За столом воцаряется тишина. В конце концов, Джейкоб нарушает тишину.
— Знаете, я всегда думал, что самая жуткая вещь на свете — это детское пение, но я беру свои слова обратно. Вот это самая жуткая вещь на свете
Мы с Ларой смеемся, а мама с папой смотрят на нас так, словно мы сошли с ума.
После ужина мы возвращаемся через лабиринт садов и ворот, и попадаем обратно в Квартал. Улицы наводнены людьми, и я оглядываю их,
Я всё еще думаю об истории Лары. Знала ли она, что делать? Даже тогда знала ли она, что перешла Завесу, что та женщина была призраком, пойманным духом, ожидающим, что ей помогут найти свет? Тогда она не могла знать, верно? И всё же, было сложно представить версию Лары Чаудхари, которая чего-то не знает. Сложно представить, чтобы она когда-либо была напугана или же сбита с толку.
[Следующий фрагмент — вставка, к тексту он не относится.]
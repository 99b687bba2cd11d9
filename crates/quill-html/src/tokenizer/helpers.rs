//! Helper functions for the HTML tokenizer.
//!
//! [§ 13.2.5 Tokenization](https://html.spec.whatwg.org/multipage/parsing.html#tokenization)
//!
//! This module contains utility functions used throughout the tokenizer:
//! - State transitions ("Switch to", "Reconsume in")
//! - Input/character handling ("Consume the next input character")
//! - Token emission ("Emit the current token")
//! - RAWTEXT helpers for raw text elements
//! - Attribute helpers for duplicate detection

use super::core::{HTMLTokenizer, TokenizerState};
use super::token::{Attribute, Token};
use crate::elements::is_raw_text_element;

// =============================================================================
// State Transition Helpers
// =============================================================================

impl HTMLTokenizer {
    /// "Switch to the X state"
    ///
    /// Transitions to a new state. The next character will be consumed on the
    /// next iteration of the main loop.
    pub(super) const fn switch_to(&mut self, new_state: TokenizerState) {
        self.state = new_state;
    }

    /// "Reconsume in the X state"
    ///
    /// Transitions to a new state without consuming the current character.
    /// The same character will be processed again in the new state.
    pub(super) const fn reconsume_in(&mut self, new_state: TokenizerState) {
        self.reconsume = true;
        self.state = new_state;
    }

    /// The state the tokenizer is currently in.
    #[must_use]
    pub const fn state(&self) -> TokenizerState {
        self.state
    }
}

// =============================================================================
// Input/Character Helpers
// =============================================================================

impl HTMLTokenizer {
    /// "Consume the next input character"
    ///
    /// Returns the character at the current position and advances the position.
    /// Returns None if we've reached the end of input.
    pub(super) fn consume(&mut self) -> Option<char> {
        let c = self.input[self.current_pos..].chars().next()?;
        self.current_pos += c.len_utf8();
        Some(c)
    }

    /// Peek at a codepoint at the given offset from the current position without
    /// consuming it. Used for lookahead operations like "the next few characters are".
    #[must_use]
    pub fn peek_codepoint(&self, offset: usize) -> Option<char> {
        self.input[self.current_pos..].chars().nth(offset)
    }

    /// "If the next few characters are..."
    #[must_use]
    pub fn next_few_characters_are(&self, target: &str) -> bool {
        self.input[self.current_pos..].starts_with(target)
    }

    /// [§ 13.2.5.42 Markup declaration open state](https://html.spec.whatwg.org/multipage/parsing.html#markup-declaration-open-state)
    ///
    /// "ASCII case-insensitive match for the word 'DOCTYPE'"
    #[must_use]
    pub fn next_few_characters_are_case_insensitive(&self, target: &str) -> bool {
        self.input[self.current_pos..]
            .get(..target.len())
            .is_some_and(|next| next.eq_ignore_ascii_case(target))
    }

    /// Consume the given string from the input.
    /// Caller must have already verified the characters are present.
    pub(super) const fn consume_string(&mut self, target: &str) {
        // Only ever called with ASCII targets ("--", "DOCTYPE", "[CDATA[").
        self.current_pos += target.len();
    }

    /// [§ 12.1.4 ASCII whitespace](https://infra.spec.whatwg.org/#ascii-whitespace)
    ///
    /// NOTE: CR never reaches the state machine; newlines are normalized in
    /// [`HTMLTokenizer::new`].
    pub(super) const fn is_whitespace_char(input_char: char) -> bool {
        matches!(input_char, ' ' | '\t' | '\n' | '\x0C')
    }
}

// =============================================================================
// Token Building Helpers
// =============================================================================

impl HTMLTokenizer {
    pub(super) fn append_to_tag_name(&mut self, c: char) {
        if let Some(ref mut token) = self.current_token {
            token.append_to_tag_name(c);
        }
    }

    pub(super) fn start_new_attribute(&mut self) {
        if let Some(ref mut token) = self.current_token {
            token.start_new_attribute();
        }
    }

    pub(super) fn append_to_attribute_name(&mut self, c: char) {
        if let Some(ref mut token) = self.current_token {
            token.append_to_current_attribute_name(c);
        }
    }

    pub(super) fn append_to_attribute_value(&mut self, c: char) {
        if let Some(ref mut token) = self.current_token {
            token.append_to_current_attribute_value(c);
        }
    }

    pub(super) fn append_to_comment(&mut self, s: &str) {
        if let Some(ref mut token) = self.current_token {
            token.append_to_comment(s);
        }
    }
}

// =============================================================================
// Token Emission Helpers
// =============================================================================

impl HTMLTokenizer {
    /// "Emit the current token" - adds the token to the output stream.
    pub(super) fn emit_token(&mut self) {
        let Some(mut token) = self.current_token.take() else {
            return;
        };

        if let Token::StartTag {
            ref name,
            ref mut attributes,
            ..
        } = token
        {
            self.drop_duplicate_attributes(attributes);
            self.last_start_tag_name = Some(name.clone());

            // [§ 13.2.6.2](https://html.spec.whatwg.org/multipage/parsing.html#generic-raw-text-element-parsing-algorithm)
            // NOTE: The tree builder would switch the tokenizer state. Since the
            // tokenizer runs first, raw text elements are detected here.
            if is_raw_text_element(name) {
                self.switch_to(TokenizerState::RawText);
            }
        }
        self.token_stream.push(token);
    }

    /// "Emit the current input character as a character token."
    pub(super) fn emit_character_token(&mut self, c: char) {
        self.token_stream.push(Token::new_character(c));
    }

    /// "Emit an end-of-file token."
    pub(super) fn emit_eof_token(&mut self) {
        self.token_stream.push(Token::EndOfFile);
        self.at_eof = true;
    }

    /// "This is an eof-in-tag parse error. Emit an end-of-file token."
    ///
    /// The unfinished tag is discarded.
    pub(super) fn eof_in_tag(&mut self) {
        self.log_parse_error("eof-in-tag");
        self.current_token = None;
        self.emit_eof_token();
    }

    /// "This is an eof-in-comment parse error. Emit the current comment token.
    /// Emit an end-of-file token."
    pub(super) fn eof_in_comment(&mut self) {
        self.log_parse_error("eof-in-comment");
        self.emit_token();
        self.emit_eof_token();
    }
}

// =============================================================================
// RAWTEXT Helpers
// =============================================================================

impl HTMLTokenizer {
    /// [§ 13.2.5.14 RAWTEXT end tag name state](https://html.spec.whatwg.org/multipage/parsing.html#rawtext-end-tag-name-state)
    ///
    /// "An appropriate end tag token is an end tag token whose tag name matches
    /// the tag name of the last start tag to have been emitted from this
    /// tokenizer, if any."
    pub(super) fn is_appropriate_end_tag_token(&self) -> bool {
        if let (Some(last_start_tag), Some(Token::EndTag { name })) =
            (&self.last_start_tag_name, &self.current_token)
        {
            return name == last_start_tag;
        }
        false
    }

    /// [§ 13.2.5.14 RAWTEXT end tag name state](https://html.spec.whatwg.org/multipage/parsing.html#rawtext-end-tag-name-state)
    ///
    /// "Anything else":
    /// "Emit a U+003C LESS-THAN SIGN character token, a U+002F SOLIDUS character
    /// token, and a character token for each of the characters in the temporary
    /// buffer... Reconsume in the RAWTEXT state."
    pub(super) fn emit_rawtext_end_tag_name_anything_else(&mut self) {
        // STEP 1: "Emit a U+003C LESS-THAN SIGN character token"
        self.emit_character_token('<');
        // STEP 2: "Emit a U+002F SOLIDUS character token"
        self.emit_character_token('/');
        // STEP 3: "Emit a character token for each of the characters in the temporary buffer"
        let buffer = std::mem::take(&mut self.temporary_buffer);
        for c in buffer.chars() {
            self.emit_character_token(c);
        }
        // STEP 4: Discard the current end tag token
        self.current_token = None;
        // STEP 5: "Reconsume in the RAWTEXT state"
        self.reconsume_in(TokenizerState::RawText);
    }
}

// =============================================================================
// Attribute Helpers
// =============================================================================

impl HTMLTokenizer {
    /// [§ 13.2.5.33 Attribute name state](https://html.spec.whatwg.org/multipage/parsing.html#attribute-name-state)
    ///
    /// "if there is already an attribute on the token with the exact same
    /// name, then this is a duplicate-attribute parse error and the new
    /// attribute must be removed from the token."
    ///
    /// Applied once at emission time, keeping the first occurrence of each name.
    fn drop_duplicate_attributes(&mut self, attributes: &mut Vec<Attribute>) {
        let before = attributes.len();
        let mut seen: Vec<String> = Vec::with_capacity(before);
        attributes.retain(|attr| {
            if seen.contains(&attr.name) {
                false
            } else {
                seen.push(attr.name.clone());
                true
            }
        });
        if attributes.len() != before {
            self.log_parse_error("duplicate-attribute");
        }
    }
}

// =============================================================================
// Error Handling
// =============================================================================

impl HTMLTokenizer {
    /// [§ 13.2.2 Parse errors](https://html.spec.whatwg.org/multipage/parsing.html#parse-errors)
    ///
    /// Logs a parse error, once per distinct code for this input.
    /// Parse errors in HTML are not fatal - the tokenizer recovers and continues.
    pub(super) fn log_parse_error(&mut self, code: &str) {
        tracing::trace!(position = self.current_pos, state = %self.state, code, "parse error");
        self.warnings.warn_once(&format!("parse error: {code}"));
    }
}
//! Common utilities for the Quill AMP sanitizer.
//!
//! This crate provides shared infrastructure used by the other crates:
//! - **Warning System** - deduplicated diagnostics routed through `tracing`
//! - **URL helpers** - scheme upgrades, `javascript:` detection, local path mapping
//! - **Image probing** - intrinsic sizes of local files and `data:` URLs

pub mod image;
pub mod url;
pub mod warning;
— Послушай, — говорит мама, обнимая меня за плечи. — Ты это слышишь?
И вдруг я снова на взводе, пальцы так и тянутся к талисману в кармане, пока я слушаю. Я постоянно слышу бормотание Вуали, неясную мелодию из шепота и песен, но чем ближе мы подходим, тем явственнее мотив. Ритм ровный, словно стук сердца или барабана. Лара, папа и Джейкоб тоже его слышат, их головы поворачиваются на звук.
— Что это? — спрашиваю я.
Но мама лишь ослепительно улыбается и говорит:
— Давай выясним.
Она хватает меня за руку, и мы выходим.
Когда я была маленькой, мы с мамой ходили гулять по полям и ласам за нашим домом. Там не было тропинок, или некоего специального курса. Если уж на то пошло, она так часто меняла направление, что было невозможно уследить за ее передвижениями. Мы никогда не уходили далеко от дома, но в то время мир казался таким диким и большим, и я боялась уходить слишком далеко, боясь не найти дорогу назад. А вот маме это нравилось. Она верила, что всё это было частью приключения. Она говорила, что лучший способ найти себя — это позволить себе потеряться.
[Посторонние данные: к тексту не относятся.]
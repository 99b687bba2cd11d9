//! [§ 13.3 Serializing HTML fragments](https://html.spec.whatwg.org/multipage/parsing.html#serialising-html-fragments)
//!
//! Writes a [`DomTree`] back to markup.
//!
//! Text and attribute values were stored exactly as written (character
//! references included), so they are written back without escaping. The one
//! exception is `"` inside attribute values: values are always double-quoted,
//! so a literal quote (from a single-quoted or unquoted source value, or set by
//! the sanitizer) is written as `&quot;`.

use quill_dom::{DomTree, ElementData, NodeId, NodeType};

use crate::elements::is_void_element;

/// Serialize the children of the document node.
#[must_use]
pub fn serialize(tree: &DomTree) -> String {
    serialize_children(tree, NodeId::ROOT)
}

/// Serialize the children of `id` (the node's "inner HTML").
#[must_use]
pub fn serialize_children(tree: &DomTree, id: NodeId) -> String {
    let mut out = String::new();
    for &child in tree.children(id) {
        write_node(tree, child, &mut out);
    }
    out
}

/// Serialize `id` itself, including its start and end tags (the node's "outer HTML").
#[must_use]
pub fn serialize_node(tree: &DomTree, id: NodeId) -> String {
    let mut out = String::new();
    write_node(tree, id, &mut out);
    out
}

fn write_node(tree: &DomTree, id: NodeId, out: &mut String) {
    let Some(node) = tree.get(id) else {
        return;
    };
    match &node.node_type {
        NodeType::Document => {
            for &child in tree.children(id) {
                write_node(tree, child, out);
            }
        }
        NodeType::Doctype(raw) => {
            out.push_str("<!");
            out.push_str(raw);
            out.push('>');
        }
        NodeType::Comment(data) => {
            out.push_str("<!--");
            out.push_str(data);
            out.push_str("-->");
        }
        NodeType::Text(data) => out.push_str(data),
        NodeType::Element(data) => {
            write_start_tag(data, out);
            // "If current node is an area, base, basefont, bgsound, br, col,
            // embed, frame, hr, img, input, keygen, link, meta, param, source,
            // track or wbr element, then continue on to the next child node at
            // this point."
            if is_void_element(&data.tag_name) {
                return;
            }
            for &child in tree.children(id) {
                write_node(tree, child, out);
            }
            out.push_str("</");
            out.push_str(&data.tag_name);
            out.push('>');
        }
    }
}

/// `<tag a="v" b>`: attributes in stored order, empty values as bare names.
fn write_start_tag(data: &ElementData, out: &mut String) {
    out.push('<');
    out.push_str(&data.tag_name);
    for attr in &data.attrs {
        out.push(' ');
        out.push_str(&attr.name);
        if !attr.value.is_empty() {
            out.push_str("=\"");
            out.push_str(&attr.value.replace('"', "&quot;"));
            out.push('"');
        }
    }
    out.push('>');
}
Сложно заблудиться в сети улиц, но легко потерять друг друга. Я ловлю руку Лары, Джейкоб тоже, а папа следует за нами по пятам, и мы вместе следуем за барабаном и трубой, за дерзким криком рожка и металлическом звоном свистков. Громкость нарастает, словно прилив. Музыка хаотичная, яркая и живая. Она усиливается, когда мы заворачиваем за угол, и внезапно оказываемся лицом к лицу с парадом. Не джазовые похороны, как раньше, нет белых костюмов, нет мрачности церемонии, ни грома, я вижу лишь сверкающие духовые инструменты, блестящие костюмы и скелеты.
Я напрягаюсь, мгновенно насторожившись. Но скелеты лишь вздымаются, словно воздушные змеи на ярко-алых нитях, танцуя в воздухе, челюсти открыты, словно они смеются. Ладонь Лары крепче сжимает мою, но, несмотря ни на что, мне не страшно. В воздухе нет угрозы, или ощущения опасности. Нет пробирающего до костей холода или опустошающего страха. Просто ошеломляющий напор энергии и жизни.
Мы стоим там мгновение, двое родителей, две девочки и призрак, наблюдая за парадом. С каждым шагом, он кажется увеличивается в размерах. Люди присоединяются к нему, кричат и танцуют, процессия превращается в уличную вечеринку.